→ Exercise prompt: Repeat the records. Keep every word and mark exactly as it is.

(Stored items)
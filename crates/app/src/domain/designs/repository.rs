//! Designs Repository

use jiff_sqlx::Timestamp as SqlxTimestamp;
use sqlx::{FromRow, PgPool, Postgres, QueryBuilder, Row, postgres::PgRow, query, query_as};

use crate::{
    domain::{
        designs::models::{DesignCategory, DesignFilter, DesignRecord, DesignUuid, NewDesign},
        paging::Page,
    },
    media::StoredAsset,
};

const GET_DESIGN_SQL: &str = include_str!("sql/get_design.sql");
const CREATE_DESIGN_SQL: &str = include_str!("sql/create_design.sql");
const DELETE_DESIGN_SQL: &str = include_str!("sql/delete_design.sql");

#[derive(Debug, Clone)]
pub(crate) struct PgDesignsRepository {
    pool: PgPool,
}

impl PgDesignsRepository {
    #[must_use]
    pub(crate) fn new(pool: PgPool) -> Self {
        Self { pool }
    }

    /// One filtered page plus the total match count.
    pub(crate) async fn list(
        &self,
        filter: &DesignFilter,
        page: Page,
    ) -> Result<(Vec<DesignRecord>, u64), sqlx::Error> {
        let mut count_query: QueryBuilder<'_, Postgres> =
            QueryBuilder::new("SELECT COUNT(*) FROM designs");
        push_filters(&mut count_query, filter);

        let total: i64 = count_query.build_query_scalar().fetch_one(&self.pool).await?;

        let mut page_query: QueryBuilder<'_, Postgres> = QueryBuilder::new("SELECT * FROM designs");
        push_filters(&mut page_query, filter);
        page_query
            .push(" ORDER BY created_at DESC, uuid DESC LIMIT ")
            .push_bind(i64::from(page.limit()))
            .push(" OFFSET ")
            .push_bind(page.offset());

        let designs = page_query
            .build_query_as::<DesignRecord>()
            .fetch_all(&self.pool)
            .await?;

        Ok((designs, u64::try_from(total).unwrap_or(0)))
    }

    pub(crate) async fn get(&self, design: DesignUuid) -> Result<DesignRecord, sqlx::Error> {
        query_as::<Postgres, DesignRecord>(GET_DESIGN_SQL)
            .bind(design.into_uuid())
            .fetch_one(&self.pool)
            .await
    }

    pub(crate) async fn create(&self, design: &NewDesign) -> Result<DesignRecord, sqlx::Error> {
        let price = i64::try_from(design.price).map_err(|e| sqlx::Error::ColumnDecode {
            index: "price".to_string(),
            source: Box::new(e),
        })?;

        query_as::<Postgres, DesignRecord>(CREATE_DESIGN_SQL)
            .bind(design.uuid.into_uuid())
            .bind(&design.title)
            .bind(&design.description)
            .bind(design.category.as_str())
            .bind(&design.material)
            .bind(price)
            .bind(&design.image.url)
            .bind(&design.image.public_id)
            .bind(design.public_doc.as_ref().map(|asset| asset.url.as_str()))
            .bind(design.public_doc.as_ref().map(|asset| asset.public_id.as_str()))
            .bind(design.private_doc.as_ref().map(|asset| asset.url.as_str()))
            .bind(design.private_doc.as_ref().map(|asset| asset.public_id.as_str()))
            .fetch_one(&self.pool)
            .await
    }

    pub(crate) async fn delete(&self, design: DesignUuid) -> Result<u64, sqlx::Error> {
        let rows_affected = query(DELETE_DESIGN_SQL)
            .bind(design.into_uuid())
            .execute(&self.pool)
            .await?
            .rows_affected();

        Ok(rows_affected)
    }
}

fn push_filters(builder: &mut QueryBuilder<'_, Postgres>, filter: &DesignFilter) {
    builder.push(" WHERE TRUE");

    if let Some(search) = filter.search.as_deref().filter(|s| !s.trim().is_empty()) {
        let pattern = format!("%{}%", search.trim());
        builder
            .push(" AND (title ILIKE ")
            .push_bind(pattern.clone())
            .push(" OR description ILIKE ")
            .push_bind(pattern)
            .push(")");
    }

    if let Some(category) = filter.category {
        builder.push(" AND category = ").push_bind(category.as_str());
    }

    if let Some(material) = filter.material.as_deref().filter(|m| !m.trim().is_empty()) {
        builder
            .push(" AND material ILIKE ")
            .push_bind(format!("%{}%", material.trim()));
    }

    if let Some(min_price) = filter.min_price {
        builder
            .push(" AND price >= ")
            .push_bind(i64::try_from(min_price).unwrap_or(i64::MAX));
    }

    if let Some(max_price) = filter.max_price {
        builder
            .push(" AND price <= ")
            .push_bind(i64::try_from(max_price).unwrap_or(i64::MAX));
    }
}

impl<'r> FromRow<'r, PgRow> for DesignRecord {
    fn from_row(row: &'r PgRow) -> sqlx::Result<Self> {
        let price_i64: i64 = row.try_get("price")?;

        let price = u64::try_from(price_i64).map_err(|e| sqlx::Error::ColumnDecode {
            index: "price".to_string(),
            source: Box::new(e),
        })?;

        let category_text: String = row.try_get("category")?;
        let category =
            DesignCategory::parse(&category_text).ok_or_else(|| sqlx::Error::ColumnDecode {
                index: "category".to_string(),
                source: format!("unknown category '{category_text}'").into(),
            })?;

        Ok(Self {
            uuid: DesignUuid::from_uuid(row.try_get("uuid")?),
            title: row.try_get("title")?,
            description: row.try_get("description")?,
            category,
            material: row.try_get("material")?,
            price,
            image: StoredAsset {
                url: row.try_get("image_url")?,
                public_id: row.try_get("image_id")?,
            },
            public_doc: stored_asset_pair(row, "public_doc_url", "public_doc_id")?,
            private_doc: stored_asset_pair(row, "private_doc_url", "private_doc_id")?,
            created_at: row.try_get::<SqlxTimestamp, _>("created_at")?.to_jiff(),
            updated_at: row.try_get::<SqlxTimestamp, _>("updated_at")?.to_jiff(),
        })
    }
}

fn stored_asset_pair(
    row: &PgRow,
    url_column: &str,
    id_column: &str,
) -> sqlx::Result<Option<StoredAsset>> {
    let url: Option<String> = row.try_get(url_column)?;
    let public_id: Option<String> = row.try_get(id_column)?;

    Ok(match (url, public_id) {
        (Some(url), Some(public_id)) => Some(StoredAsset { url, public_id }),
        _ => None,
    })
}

→ Exercise response:
filename crates/app/src/domain/designs/repository.rs
//! Designs Repository

use jiff_sqlx::Timestamp as SqlxTimestamp;
use sqlx::{FromRow, PgPool, Postgres, QueryBuilder, Row, postgres::PgRow, query, query_as};

use crate::{
    domain::{
        designs::models::{DesignCategory, DesignFilter, DesignRecord, DesignUuid, NewDesign},
        paging::Page,
    },
    media::StoredAsset,
};

const GET_DESIGN_SQL: &str = include_str!("sql/get_design.sql");
const CREATE_DESIGN_SQL: &str = include_str!("sql/create_design.sql");
const DELETE_DESIGN_SQL: &str = include_str!("sql/delete_design.sql");

#[derive(Debug, Clone)]
pub(crate) struct PgDesignsRepository {
    pool: PgPool,
}

impl PgDesignsRepository {
    #[must_use]
    pub(crate) fn new(pool: PgPool) -> Self {
        Self { pool }
    }

    /// One filtered page plus the total match count.
    pub(crate) async fn list(
        &self,
        filter: &DesignFilter,
        page: Page,
    ) -> Result<(Vec<DesignRecord>, u64), sqlx::Error> {
        let mut count_query: QueryBuilder<'_, Postgres> =
            QueryBuilder::new("SELECT COUNT(*) FROM designs");
        push_filters(&mut count_query, filter);

        let total: i64 = count_query.build_query_scalar().fetch_one(&self.pool).await?;

        let mut page_query: QueryBuilder<'_, Postgres> = QueryBuilder::new("SELECT * FROM designs");
        push_filters(&mut page_query, filter);
        page_query
            .push(" ORDER BY created_at DESC, uuid DESC LIMIT ")
            .push_bind(i64::from(page.limit()))
            .push(" OFFSET ")
            .push_bind(page.offset());

        let designs = page_query
            .build_query_as::<DesignRecord>()
            .fetch_all(&self.pool)
            .await?;

        Ok((designs, u64::try_from(total).unwrap_or(0)))
    }

    pub(crate) async fn get(&self, design: DesignUuid) -> Result<DesignRecord, sqlx::Error> {
        query_as::<Postgres, DesignRecord>(GET_DESIGN_SQL)
            .bind(design.into_uuid())
            .fetch_one(&self.pool)
            .await
    }

    pub(crate) async fn create(&self, design: &NewDesign) -> Result<DesignRecord, sqlx::Error> {
        let price = i64::try_from(design.price).map_err(|e| sqlx::Error::ColumnDecode {
            index: "price".to_string(),
            source: Box::new(e),
        })?;

        query_as::<Postgres, DesignRecord>(CREATE_DESIGN_SQL)
            .bind(design.uuid.into_uuid())
            .bind(&design.title)
            .bind(&design.description)
            .bind(design.category.as_str())
            .bind(&design.material)
            .bind(price)
            .bind(&design.image.url)
            .bind(&design.image.public_id)
            .bind(design.public_doc.as_ref().map(|asset| asset.url.as_str()))
            .bind(design.public_doc.as_ref().map(|asset| asset.public_id.as_str()))
            .bind(design.private_doc.as_ref().map(|asset| asset.url.as_str()))
            .bind(design.private_doc.as_ref().map(|asset| asset.public_id.as_str()))
            .fetch_one(&self.pool)
            .await
    }

    pub(crate) async fn delete(&self, design: DesignUuid) -> Result<u64, sqlx::Error> {
        let rows_affected = query(DELETE_DESIGN_SQL)
            .bind(design.into_uuid())
            .execute(&self.pool)
            .await?
            .rows_affected();

        Ok(rows_affected)
    }
}

fn push_filters(builder: &mut QueryBuilder<'_, Postgres>, filter: &DesignFilter) {
    builder.push(" WHERE TRUE");

    if let Some(search) = filter.search.as_deref().filter(|s| !s.trim().is_empty()) {
        let pattern = format!("%{}%", search.trim());
        builder
            .push(" AND (title ILIKE ")
            .push_bind(pattern.clone())
            .push(" OR description ILIKE ")
            .push_bind(pattern)
            .push(")");
    }

    if let Some(category) = filter.category {
        builder.push(" AND category = ").push_bind(category.as_str());
    }

    if let Some(material) = filter.material.as_deref().filter(|m| !m.trim().is_empty()) {
        builder
            .push(" AND material ILIKE ")
            .push_bind(format!("%{}%", material.trim()));
    }

    if let Some(min_price) = filter.min_price {
        builder
            .push(" AND price >= ")
            .push_bind(i64::try_from(min_price).unwrap_or(i64::MAX));
    }

    if let Some(max_price) = filter.max_price {
        builder
            .push(" AND price <= ")
            .push_bind(i64::try_from(max_price).unwrap_or(i64::MAX));
    }
}

impl<'r> FromRow<'r, PgRow> for DesignRecord {
    fn from_row(row: &'r PgRow) -> sqlx::Result<Self> {
        let price_i64: i64 = row.try_get("price")?;

        let price = u64::try_from(price_i64).map_err(|e| sqlx::Error::ColumnDecode {
            index: "price".to_string(),
            source: Box::new(e),
        })?;

        let category_text: String = row.try_get("category")?;
        let category =
            DesignCategory::parse(&category_text).ok_or_else(|| sqlx::Error::ColumnDecode {
                index: "category".to_string(),
                source: format!("unknown category '{category_text}'").into(),
            })?;

        Ok(Self {
            uuid: DesignUuid::from_uuid(row.try_get("uuid")?),
            title: row.try_get("title")?,
            description: row.try_get("description")?,
            category,
            material: row.try_get("material")?,
            price,
            image: StoredAsset {
                url: row.try_get("image_url")?,
                public_id: row.try_get("image_id")?,
            },
            public_doc: stored_asset_pair(row, "public_doc_url", "public_doc_id")?,
            private_doc: stored_asset_pair(row, "private_doc_url", "private_doc_id")?,
            created_at: row.try_get::<SqlxTimestamp, _>("created_at")?.to_jiff(),
            updated_at: row.try_get::<SqlxTimestamp, _>("updated_at")?.to_jiff(),
        })
    }
}

fn stored_asset_pair(
    row: &PgRow,
    url_column: &str,
    id_column: &str,
) -> sqlx::Result<Option<StoredAsset>> {
    let url: Option<String> = row.try_get(url_column)?;
    let public_id: Option<String> = row.try_get(id_column)?;

    Ok(match (url, public_id) {
        (Some(url), Some(public_id)) => Some(StoredAsset { url, public_id }),
        _ => None,
    })
}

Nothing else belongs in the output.